63. У каждого века есть свой мифический счастливый человек — наделенный мудростью, гениальностью, святостью, красотой и каким угодно еще редким достоинством, которым не могут похвастаться Многие. Счастливый человек двадцатого века — это человек при деньгах. Поскольку наша вера в загробную жизнь, когда всем воздастся по заслугам, рассыпалась гораздо быстрее, чем успела развиться наша способность творить воздаяния в жизни нынешней, решимость дотянуться до идеала стала поистине безудержной.

64. Мы можем быть от рождения сообразительными, красивыми, даже с задатками величия. Но деньги — это кое-что иное. Мы говорим: «Он родился богатым», но это как раз совершенно исключено. Возможно, он родился в богатой семье, у богатых родителей. Родиться можно умным и красивым, но только не богатым. Короче говоря, распределение денег, в отличие от распределения ума, красоты и прочих достойных зависти человеческих качеств, может быть подправлено. И здесь для зависти открывается обширное поле деятельности. Человеческая ситуация, с точки зрения Многих, и так вопиюще несправедлива, чтобы можно было проглотить еще и это, уж вовсе вопиющее, неравенство в распределении богатства. Как смеет сын папаши-миллионера быть «сынком миллионера»?

65. Вот три великих исторических неприятия:

а) неприятие ограничений в политической свободе;

б) неприятие иррациональных систем социальной кастовости;

в) неприятие вопиющего имущественного неравенства.
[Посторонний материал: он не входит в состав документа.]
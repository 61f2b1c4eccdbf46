use std::sync::Arc;

use axum::{
    extract::State,
    http::{HeaderMap, StatusCode},
    middleware::Next,
    response::Response,
};
use chrono::Utc;

use fatoura_auth::{JwtValidator, Role, require_role};

use crate::app::errors;
use crate::context::{AccountContext, PrincipalContext};

#[derive(Clone)]
pub struct AuthState {
    pub jwt: Arc<dyn JwtValidator>,
}

pub async fn auth_middleware(
    State(state): State<AuthState>,
    mut req: axum::http::Request<axum::body::Body>,
    next: Next,
) -> Result<Response, StatusCode> {
    let token = extract_bearer(req.headers())?;

    let claims = state.jwt.validate(token, Utc::now()).map_err(|e| {
        tracing::debug!(error = %e, "rejected bearer token");
        StatusCode::UNAUTHORIZED
    })?;

    req.extensions_mut().insert(AccountContext::new(claims.sub));
    req.extensions_mut()
        .insert(PrincipalContext::new(claims.sub, claims.roles));

    Ok(next.run(req).await)
}

/// Must run after [`auth_middleware`].
pub async fn require_admin(
    req: axum::http::Request<axum::body::Body>,
    next: Next,
) -> Response {
    let Some(principal) = req.extensions().get::<PrincipalContext>() else {
        return errors::json_error(StatusCode::UNAUTHORIZED, "unauthorized", "missing principal");
    };
    if let Err(e) = require_role(principal.roles(), &Role::ADMIN) {
        return errors::json_error(StatusCode::FORBIDDEN, "forbidden", e.to_string());
    }
    next.run(req).await
}

fn extract_bearer(headers: &HeaderMap) -> Result<&str, StatusCode> {
    let header = headers
        .get(axum::http::header::AUTHORIZATION)
        .ok_or(StatusCode::UNAUTHORIZED)?;

    let header = header.to_str().map_err(|_| StatusCode::UNAUTHORIZED)?;

    let header = header
        .strip_prefix("Bearer ")
        .ok_or(StatusCode::UNAUTHORIZED)?;

    let token = header.trim();
    if token.is_empty() {
        return Err(StatusCode::UNAUTHORIZED);
    }

    Ok(token)
}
Первое неприятие появилось на свет вместе с Французской революцией; второе сейчас в развитии; третье нарождается.

66. Свободное предпринимательство, как мы его понимаем, заключается в том, что человеку позволено стать настолько богатым, насколько ему хочется. Это не свободное предпринимательство, это свободное вампирство.

67. Великое уравнение двадцатого века состоит в том, что я = ты. Великая зависть двадцатого века: я меньше тебя.

68. Как и всё вообще, эта неотступная зависть, это страстное желание уравнять богатства мира, находит вполне утилитарное применение. Применение совершенно очевидное: она вынудит и уже вынуждает, в форме «холодной войны», наиболее богатые страны исторгать из себя свое богатство, как в буквальном смысле, так и в метафорическом.

69. Порок всякой утилитарности в том, что она несет в себе зерна вчерашнего дня. В теперешней зависти два главных изъяна. Первый — то, что она исходит из посылки, будто иметь деньги и быть счастливым суть синонимы. И это почти так — в капиталистическом обществе; но это не в природе вещей. Это всего-навсего в природе капиталистического общества; это исходный постулат, что богатство — единственный билет к счастью, постулат, который капиталистическое общество обязано поощрять, если хочет и дальше существовать, и который в конце концов и окажется тем, что приведет к глубочайшим переменам в обществах этого типа.